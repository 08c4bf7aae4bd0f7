//! Property tracks: ordered sections animating one property of a binding.

use serde::{Deserialize, Serialize};
use vizij_api_core::ValueKind;

use crate::blend_type::{BlendType, BlendTypeField};
use crate::error::SequencerError;
use crate::section::Section;

#[derive(Clone, Debug, PartialEq, Serialize, Deserialize)]
pub struct PropertyTrack {
    pub name: String,
    /// Dotted property path appended to each bound object ("Transform", "Style.Opacity").
    pub property: String,
    pub kind: ValueKind,
    #[serde(default)]
    pub sections: Vec<Section>,
    #[serde(default = "BlendTypeField::all")]
    pub supported_blend_types: BlendTypeField,
}

impl PropertyTrack {
    /// Blendable kinds support every blend type; step kinds only absolute.
    pub fn new(name: impl Into<String>, property: impl Into<String>, kind: ValueKind) -> Self {
        let supported_blend_types = if kind.is_blendable() {
            BlendTypeField::all()
        } else {
            BlendType::Absolute.into()
        };
        Self {
            name: name.into(),
            property: property.into(),
            kind,
            sections: Vec::new(),
            supported_blend_types,
        }
    }

    /// Check that `section` could live on this track.
    pub fn validate_section(&self, section: &Section) -> Result<(), SequencerError> {
        if !section.is_infinite && section.start_time > section.end_time {
            return Err(SequencerError::InvalidSectionRange {
                start: section.start_time,
                end: section.end_time,
            });
        }
        if section.kind() != self.kind {
            return Err(SequencerError::SectionKindMismatch {
                track: self.name.clone(),
                expected: self.kind,
                found: section.kind(),
            });
        }
        if let Some(blend_type) = section.blend_type {
            let step_only = !self.kind.is_blendable() && blend_type != BlendType::Absolute;
            if step_only || !self.supported_blend_types.contains(blend_type) {
                return Err(SequencerError::UnsupportedBlendType {
                    track: self.name.clone(),
                    blend_type,
                });
            }
        }
        Ok(())
    }

    pub fn validate(&self) -> Result<(), SequencerError> {
        self.sections
            .iter()
            .try_for_each(|section| self.validate_section(section))
    }

    /// Append a section and refresh auto easing; returns its index.
    pub fn add_section(&mut self, section: Section) -> Result<usize, SequencerError> {
        self.validate_section(&section)?;
        self.sections.push(section);
        self.update_easing();
        Ok(self.sections.len() - 1)
    }

    pub fn remove_section(&mut self, index: usize) -> Option<Section> {
        if index >= self.sections.len() {
            return None;
        }
        let removed = self.sections.remove(index);
        self.update_easing();
        Some(removed)
    }

    /// Split section `index` at `time`; the new right half is appended and its
    /// index returned.
    pub fn split_section(&mut self, index: usize, time: f32) -> Option<usize> {
        let right = self.sections.get_mut(index)?.split_section(time)?;
        self.sections.push(right);
        self.update_easing();
        Some(self.sections.len() - 1)
    }

    pub fn max_row_index(&self) -> u32 {
        self.sections.iter().map(|s| s.row_index).max().unwrap_or(0)
    }

    /// Active sections evaluated at `time`, in stored order.
    pub fn sections_at(&self, time: f32) -> impl Iterator<Item = &Section> + '_ {
        self.sections
            .iter()
            .filter(move |s| s.is_active && s.is_time_within(time))
    }

    /// Recompute automatic ease times from overlaps with other sections on
    /// the same row. When the ease-in and ease-out times together exceed the
    /// section length both are scaled down proportionally.
    pub fn update_easing(&mut self) {
        let ranges: Vec<(u32, Option<(f32, f32)>)> = self
            .sections
            .iter()
            .map(|s| (s.row_index, s.get_range()))
            .collect();

        for (idx, section) in self.sections.iter_mut().enumerate() {
            let Some((start, end)) = ranges[idx].1 else {
                section.easing.auto_ease_in_time = 0.0;
                section.easing.auto_ease_out_time = 0.0;
                continue;
            };
            let mut ease_in: f32 = 0.0;
            let mut ease_out: f32 = 0.0;

            for (other_idx, (row, range)) in ranges.iter().enumerate() {
                if other_idx == idx || *row != ranges[idx].0 {
                    continue;
                }
                let Some((other_start, other_end)) = *range else {
                    continue;
                };
                // Entirely underlapped: the other section covers this one.
                if other_start <= start && other_end >= end {
                    continue;
                }
                if other_start < start && start < other_end {
                    ease_in = ease_in.max(other_end - start);
                }
                if other_start < end && end < other_end {
                    ease_out = ease_out.max(end - other_start);
                }
            }

            let length = end - start;
            let total = ease_in + ease_out;
            if total > length && total > 0.0 {
                let scale = length / total;
                ease_in *= scale;
                ease_out *= scale;
            }
            section.easing.auto_ease_in_time = ease_in;
            section.easing.auto_ease_out_time = ease_out;
        }
    }
}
* * * * * * *
* Work order
All lines above from the one with "#[serde(default)]" to the one with "if step_only ||", inclusive, should be copied exactly, and no other lines.

* Exercise result
    #[serde(default)]
    pub sections: Vec<Section>,
    #[serde(default = "BlendTypeField::all")]
    pub supported_blend_types: BlendTypeField,
}

impl PropertyTrack {
    /// Blendable kinds support every blend type; step kinds only absolute.
    pub fn new(name: impl Into<String>, property: impl Into<String>, kind: ValueKind) -> Self {
        let supported_blend_types = if kind.is_blendable() {
            BlendTypeField::all()
        } else {
            BlendType::Absolute.into()
        };
        Self {
            name: name.into(),
            property: property.into(),
            kind,
            sections: Vec::new(),
            supported_blend_types,
        }
    }

    /// Check that `section` could live on this track.
    pub fn validate_section(&self, section: &Section) -> Result<(), SequencerError> {
        if !section.is_infinite && section.start_time > section.end_time {
            return Err(SequencerError::InvalidSectionRange {
                start: section.start_time,
                end: section.end_time,
            });
        }
        if section.kind() != self.kind {
            return Err(SequencerError::SectionKindMismatch {
                track: self.name.clone(),
                expected: self.kind,
                found: section.kind(),
            });
        }
        if let Some(blend_type) = section.blend_type {
            let step_only = !self.kind.is_blendable() && blend_type != BlendType::Absolute;
            if step_only || !self.supported_blend_types.contains(blend_type) {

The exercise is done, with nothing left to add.